Кому пришлось от Сабанина, по крайней мере на первое время, туго, – это Жарову. Раскусивши его, отчасти и при моей помощи, Сабанин поставил зазнавшегося ловкача на должное место. Кончилась для кота масленица, но… не совсем.

Как только началась февральская революция и порядок повсюду стал разлагаться, Жаров решительно выступил вперед. Он взволновал сторожей и мелких служащих, и был избран председателем комитета служащих, то есть фактического органа власти в банке.

Теперь Жаров стал сводить счеты с Сабаниным за свое развенчание. Когда я впоследствии наезжал из Ржева в Тверь, Сабанин горько мне жаловался на революционную тактику Жарова. Последний понемногу и внешность уже приобретал большевицкую.

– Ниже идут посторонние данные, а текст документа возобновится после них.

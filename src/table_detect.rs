use crate::pdf_reader::PageText;
use crate::table_parse::{modal_width, row_cells};

pub(crate) const LOW_CONFIDENCE_THRESHOLD: f32 = 0.60;

/// A run of consecutive row-like lines on one page.
#[derive(Debug, Clone, PartialEq)]
pub(crate) struct DetectedTable {
    pub page: u32,
    pub rows: Vec<Vec<String>>,
    pub confidence: f32,
}

/// Row-width consistency in `[0, 1]`: three quarters share of rows at the
/// modal width, one quarter spread between the narrowest and widest row.
#[allow(clippy::cast_precision_loss)]
fn table_confidence(rows: &[Vec<String>]) -> f32 {
    if rows.len() < 2 {
        return 0.0;
    }

    let modal = modal_width(rows);
    if modal == 0 {
        return 0.0;
    }

    let consistent =
        rows.iter().filter(|row| row.len() == modal).count() as f32 / rows.len() as f32;
    let max_width = rows.iter().map(Vec::len).max().unwrap_or(modal);
    let min_width = rows.iter().map(Vec::len).min().unwrap_or(modal);
    let uniformity = if max_width == 0 {
        0.0
    } else {
        1.0 - ((max_width - min_width) as f32 / max_width as f32)
    };

    (consistent * 0.75 + uniformity * 0.25).clamp(0.0, 1.0)
}

fn detect_tables_in_page(page: &PageText, min_cols: usize) -> Vec<DetectedTable> {
    let mut tables = Vec::new();
    let mut current_rows: Vec<Vec<String>> = Vec::new();

    let flush_current = |rows: &mut Vec<Vec<String>>, tables: &mut Vec<DetectedTable>| {
        if rows.len() >= 2 {
            let confidence = table_confidence(rows);
            tables.push(DetectedTable {
                page: page.page_number,
                rows: std::mem::take(rows),
                confidence,
            });
        } else {
            rows.clear();
        }
    };

    for line in page.text.lines() {
        match row_cells(line, min_cols) {
            Some(cells) => current_rows.push(cells),
            None => flush_current(&mut current_rows, &mut tables),
        }
    }

    flush_current(&mut current_rows, &mut tables);
    tables
}

/// Detects tables page by page, in page order then in-page order.
pub(crate) fn detect_tables(pages: &[PageText], min_cols: usize) -> Vec<DetectedTable> {
    pages
        .iter()
        .flat_map(|page| detect_tables_in_page(page, min_cols.max(2)))
        .collect()
}
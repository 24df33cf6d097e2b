use std::collections::HashSet;
use std::sync::LazyLock;

use regex::Regex;
use serde::Serialize;

use crate::model::{CellKey, CellValue, Column, Table, dedupe_names};

const NULL_MARKERS: &[&str] = &["nan", "null", "none", "n/a"];

static NAME_SEPARATOR_RE: LazyLock<Regex> = LazyLock::new(|| {
    Regex::new(r"[^\p{L}\p{N}]+").expect("hardcoded column separator regex is valid")
});

#[derive(Debug, Clone, PartialEq, Eq, Serialize)]
pub struct ColumnNulls {
    pub column: String,
    pub nulls: usize,
}

#[derive(Debug, Clone, PartialEq, Eq, Default, Serialize)]
pub struct QualityReport {
    pub rows_before: usize,
    pub rows_after: usize,
    pub duplicates_removed: usize,
    /// Per-column null counts after cleaning, in column order.
    pub nulls_per_column: Vec<ColumnNulls>,
}

impl QualityReport {
    #[must_use]
    pub fn nulls_for(&self, column: &str) -> Option<usize> {
        self.nulls_per_column
            .iter()
            .find(|entry| entry.column == column)
            .map(|entry| entry.nulls)
    }

    #[must_use]
    pub fn total_nulls(&self) -> usize {
        self.nulls_per_column.iter().map(|entry| entry.nulls).sum()
    }
}

fn clean_cell(value: CellValue) -> CellValue {
    match value {
        CellValue::Text(text) => {
            let trimmed = text.trim();
            if trimmed.is_empty()
                || NULL_MARKERS
                    .iter()
                    .any(|marker| trimmed.eq_ignore_ascii_case(marker))
            {
                CellValue::Null
            } else if trimmed.len() == text.len() {
                CellValue::Text(text)
            } else {
                CellValue::Text(trimmed.to_string())
            }
        }
        other => other,
    }
}

/// Lower snake case; anything that is not a letter or digit separates words.
pub(crate) fn normalize_column_name(name: &str, position: usize) -> String {
    let lowered = name.trim().to_lowercase();
    let normalized = NAME_SEPARATOR_RE.replace_all(&lowered, "_");
    let normalized = normalized.trim_matches('_');
    if normalized.is_empty() {
        format!("col_{}", position + 1)
    } else {
        normalized.to_string()
    }
}

fn duplicate_rows(columns: &[Column], row_count: usize) -> Vec<bool> {
    let mut seen: HashSet<Vec<CellKey<'_>>> = HashSet::with_capacity(row_count);
    (0..row_count)
        .map(|row| {
            let key = columns
                .iter()
                .map(|column| column.values[row].key())
                .collect::<Vec<_>>();
            !seen.insert(key)
        })
        .collect()
}

/// Trims text cells, turns blanks and null markers into nulls, drops repeated
/// rows (first occurrence wins) and normalizes column names.
///
/// Rows are compared after trimming, so cleaning an already clean table
/// changes nothing.
#[must_use]
pub fn clean(table: Table) -> (Table, QualityReport) {
    let rows_before = table.row_count();
    let source_page = table.source_page();

    let mut columns = table
        .into_columns()
        .into_iter()
        .map(|column| Column {
            name: column.name,
            values: column.values.into_iter().map(clean_cell).collect(),
        })
        .collect::<Vec<_>>();

    let duplicates = duplicate_rows(&columns, rows_before);
    let duplicates_removed = duplicates.iter().filter(|is_dup| **is_dup).count();
    if duplicates_removed > 0 {
        for column in &mut columns {
            let mut flags = duplicates.iter();
            column
                .values
                .retain(|_| !flags.next().copied().unwrap_or(false));
        }
    }

    let names = dedupe_names(
        columns
            .iter()
            .enumerate()
            .map(|(position, column)| normalize_column_name(&column.name, position))
            .collect(),
    );
    for (column, name) in columns.iter_mut().zip(names) {
        column.name = name;
    }

    let nulls_per_column = columns
        .iter()
        .map(|column| ColumnNulls {
            column: column.name.clone(),
            nulls: column.null_count(),
        })
        .collect();

    let rows_after = rows_before - duplicates_removed;
    let cleaned = Table::from_checked_columns(source_page, columns);

    (
        cleaned,
        QualityReport {
            rows_before,
            rows_after,
            duplicates_removed,
            nulls_per_column,
        },
    )
}

#[cfg(test)]
mod tests {
    use pretty_assertions::assert_eq;

    use super::{clean, normalize_column_name};
    use crate::model::{CellValue, Table};

    fn table(names: &[&str], rows: &[&[&str]]) -> Table {
        Table::from_rows(
            1,
            names.iter().map(|name| (*name).to_string()).collect(),
            rows.iter()
                .map(|row| row.iter().map(|cell| CellValue::text(*cell)).collect())
                .collect(),
        )
        .expect("fixture table")
    }

    #[test]
    fn removes_duplicates_keeping_first_occurrence() {
        let input = table(
            &["Name", "Amount"],
            &[
                &["alice", "1"],
                &["bob", "2"],
                &["alice", "1"],
                &["carol", "3"],
                &["bob", "2"],
                &["alice", "1"],
            ],
        );

        let (cleaned, report) = clean(input);
        assert_eq!(report.duplicates_removed, 3);
        assert_eq!(report.rows_before, 6);
        assert_eq!(report.rows_after, 3);
        let names = cleaned
            .column("name")
            .expect("name column")
            .values
            .iter()
            .map(ToString::to_string)
            .collect::<Vec<_>>();
        assert_eq!(names, vec!["alice", "bob", "carol"]);
    }

    #[test]
    fn trims_text_and_counts_missing_values() {
        let input = table(
            &["Desc", "Debit"],
            &[&["  coffee ", ""], &["tea", "N/A"], &["cake", "4"]],
        );

        let (cleaned, report) = clean(input);
        assert_eq!(
            cleaned.row(0).expect("first row"),
            vec![&CellValue::text("coffee"), &CellValue::Null]
        );
        assert_eq!(report.nulls_for("debit"), Some(2));
        assert_eq!(report.nulls_for("desc"), Some(0));
        assert_eq!(report.total_nulls(), 2);
    }

    #[test]
    fn rows_differing_only_in_padding_are_duplicates() {
        let (cleaned, report) = clean(table(&["a"], &[&["x"], &[" x "]]));
        assert_eq!(report.duplicates_removed, 1);
        assert_eq!(cleaned.row_count(), 1);
    }

    #[test]
    fn normalizes_and_disambiguates_column_names() {
        let (cleaned, _) = clean(table(
            &["Transaction Date", "Amount (€)", "amount", "", "日期"],
            &[&["1", "2", "3", "4", "5"]],
        ));
        assert_eq!(
            cleaned.column_names(),
            vec!["transaction_date", "amount", "amount_2", "col_4", "日期"]
        );
        assert_eq!(normalize_column_name("--", 0), "col_1");
    }

    #[test]
    fn cleaning_is_idempotent() {
        let input = table(
            &["Name ", "Name", "Value"],
            &[
                &[" a", "b", ""],
                &["a", "b ", "null"],
                &["c", "d", "1"],
                &["c", "d", "1"],
            ],
        );

        let (once, _) = clean(input);
        let (twice, report) = clean(once.clone());
        assert_eq!(twice, once);
        assert_eq!(report.duplicates_removed, 0);
    }
}
use std::path::PathBuf;
use std::process::ExitCode;
use std::str::FromStr;

use anyhow::{Context, Result, anyhow};
use clap::{Args, Parser, Subcommand};
use pdf_table_export::{
    ExcelLayout, HeaderMode, PageSelection, PipelineError, PipelineOptions, QualityMode,
    RunSummary, run_with_options,
};
use tracing_subscriber::EnvFilter;

#[derive(Debug, Parser)]
#[command(
    name = "pdf2xlsx",
    version,
    about = "Convert tables in text PDFs into cleaned Excel and CSV files"
)]
struct Cli {
    #[command(subcommand)]
    command: Commands,
}

#[derive(Debug, Subcommand)]
enum Commands {
    /// Extract, clean and type tables, then write Excel and CSV output.
    Convert(ConvertArgs),
}

#[derive(Debug, Args)]
struct ConvertArgs {
    /// Input PDF path.
    #[arg(short, long)]
    input: PathBuf,

    /// Output directory. Defaults to the config value, then `output`.
    #[arg(short, long)]
    output: Option<PathBuf>,

    /// JSON file with pipeline options; flags override its values.
    #[arg(long)]
    config: Option<PathBuf>,

    /// Approximate maximum size of each output part in MiB.
    #[arg(long)]
    chunk_size_mb: Option<f64>,

    /// Base name for the Excel output.
    #[arg(long)]
    excel_name: Option<String>,

    /// Base name for the CSV output.
    #[arg(long)]
    csv_name: Option<String>,

    /// Fraction of non-null values that must parse for a column to become
    /// numeric or date.
    #[arg(long)]
    type_threshold: Option<f64>,

    /// Page selection like 1-3,5.
    #[arg(long)]
    pages: Option<String>,

    /// Force header interpretation on first row of each table.
    #[arg(long, conflicts_with = "no_header")]
    has_header: bool,

    /// Disable header interpretation; keep first row as data.
    #[arg(long, conflicts_with = "has_header")]
    no_header: bool,

    /// Drop low-confidence tables instead of exporting them.
    #[arg(long)]
    skip_ambiguous: bool,

    /// Omit the source_file, page and table_id columns.
    #[arg(long)]
    no_meta: bool,

    /// Write one workbook with a worksheet per part instead of a workbook per part.
    #[arg(long)]
    sheet_per_chunk: bool,

    /// CSV delimiter character.
    #[arg(long)]
    delimiter: Option<char>,

    /// Start CSV files with a UTF-8 byte order mark.
    #[arg(long)]
    bom: bool,

    /// Fail when the PDF contains no tables.
    #[arg(long)]
    require_tables: bool,

    /// Print the run summary as JSON on stdout.
    #[arg(long)]
    json: bool,

    /// Enable verbose warning output.
    #[arg(short, long)]
    verbose: bool,
}

fn parse_options(args: &ConvertArgs) -> Result<PipelineOptions> {
    let mut options = match &args.config {
        Some(path) => PipelineOptions::from_json_file(path)
            .with_context(|| format!("failed to load --config '{}'", path.display()))?,
        None => PipelineOptions::default(),
    };

    if let Some(pages) = &args.pages {
        let selection = PageSelection::from_str(pages)
            .map_err(|error| anyhow!("invalid page selection: {error}"))
            .context("failed to parse --pages")?;
        options.extraction.pages = Some(selection);
    }

    if args.has_header {
        options.extraction.header_mode = HeaderMode::HasHeader;
    } else if args.no_header {
        options.extraction.header_mode = HeaderMode::NoHeader;
    }
    if args.skip_ambiguous {
        options.extraction.quality_mode = QualityMode::SkipAmbiguous;
    }

    if let Some(output) = &args.output {
        options.output_dir.clone_from(output);
    }
    if let Some(chunk_size_mb) = args.chunk_size_mb {
        options.chunk_size_mb = chunk_size_mb;
    }
    if let Some(threshold) = args.type_threshold {
        options.type_threshold = threshold;
    }
    if args.excel_name.is_some() {
        options.excel_name.clone_from(&args.excel_name);
    }
    if args.csv_name.is_some() {
        options.csv_name.clone_from(&args.csv_name);
    }
    if let Some(delimiter) = args.delimiter {
        options.csv_delimiter = delimiter;
    }
    if args.no_meta {
        options.include_meta = false;
    }
    if args.sheet_per_chunk {
        options.excel_layout = ExcelLayout::SheetPerChunk;
    }
    options.csv_bom |= args.bom;
    options.require_tables |= args.require_tables;

    options.validate().context("invalid options")?;
    Ok(options)
}

fn log_report(summary: &RunSummary, verbose: bool) {
    if summary.warnings.is_empty() {
        return;
    }

    eprintln!("warning: {} issue(s) detected", summary.warnings.len());
    if verbose {
        for warning in &summary.warnings {
            eprintln!(
                "  - {:?} page={:?} table_id={:?} chunk={:?} confidence={:?}: {}",
                warning.code,
                warning.page,
                warning.table_id,
                warning.chunk_index,
                warning.confidence,
                warning.message
            );
        }
    }
}

fn print_summary(summary: &RunSummary, json: bool) -> Result<()> {
    if json {
        let rendered =
            serde_json::to_string_pretty(summary).context("failed to serialize run summary")?;
        println!("{rendered}");
        return Ok(());
    }

    println!(
        "{} table(s), {} row(s) after removing {} duplicate(s), {} part(s)",
        summary.tables_found,
        summary.rows_written,
        summary.quality.duplicates_removed,
        summary.chunk_count
    );
    for guess in &summary.type_guesses {
        println!(
            "  {}: {} ({} coercion failure(s))",
            guess.column, guess.kind, guess.coercion_failure_count
        );
    }
    for path in summary.excel_files.iter().chain(&summary.csv_files) {
        println!("wrote {}", path.display());
    }
    Ok(())
}

fn exit_code_for(error: &PipelineError) -> ExitCode {
    if error.is_fatal() {
        ExitCode::from(1)
    } else {
        ExitCode::from(2)
    }
}

fn run_convert(args: &ConvertArgs) -> ExitCode {
    let options = match parse_options(args) {
        Ok(options) => options,
        Err(error) => {
            eprintln!("error: {error:#}");
            return ExitCode::from(1);
        }
    };

    match run_with_options(&args.input, &options) {
        Ok(summary) => {
            log_report(&summary, args.verbose);
            if let Err(error) = print_summary(&summary, args.json) {
                eprintln!("error: {error:#}");
                return ExitCode::from(1);
            }
            if summary.has_rows() {
                ExitCode::SUCCESS
            } else {
                ExitCode::from(2)
            }
        }
        Err(error) => {
            let code = exit_code_for(&error);
            let error = anyhow::Error::new(error)
                .context(format!("failed to convert '{}'", args.input.display()));
            eprintln!("error: {error:#}");
            code
        }
    }
}

fn main() -> ExitCode {
    let env_filter = EnvFilter::try_from_default_env()
        .unwrap_or_else(|_| EnvFilter::new("pdf_table_export=info"));
    tracing_subscriber::fmt()
        .with_env_filter(env_filter)
        .with_writer(std::io::stderr)
        .without_time()
        .init();

    let cli = Cli::parse();
    match cli.command {
        Commands::Convert(args) => run_convert(&args),
    }
}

Коснулась революционная деморализация и чиновников, хотя и не всех. Прежний хороший служебный дух исчез из тверского банка.

2. В педагогическом мирке

В Твери, как раньше и в Ржеве, я сторонился общественной деятельности. Но вполне ее избегнуть не пришлось.

Годы перед Великой войной были годами сильной еще правительственной реакции, в частности – и в Министерстве народного просвещения. Здесь реакция проявлялась, между прочим, в стеснении родителей выявлять в школе свои права посредством участия в родительских комитетах.

На основании действовавших законоположений родительские комитеты в теории существовали, но, чтобы парализовать вредное, как полагали в министерстве, общественное их значение, была установлена чрезвычайно высокая норма кворума для присутствия родителей в первом, организационном, собрании комитета – две трети общего их числа. Такой кворум достигался только в исключительных случаях, а потому в России нигде почти родительских комитетов не образовывалось; исключением был Кавказ, но там действовало совсем иное положение о родительских организациях.

Не могли по этой же причине ранее сформироваться родительские комитеты и в либеральной Твери, где тогда было четыре средних учебных заведения: две гимназии – мужская и женская, и два реальных училища – казенное, почему-то называвшееся правительственным, и городское.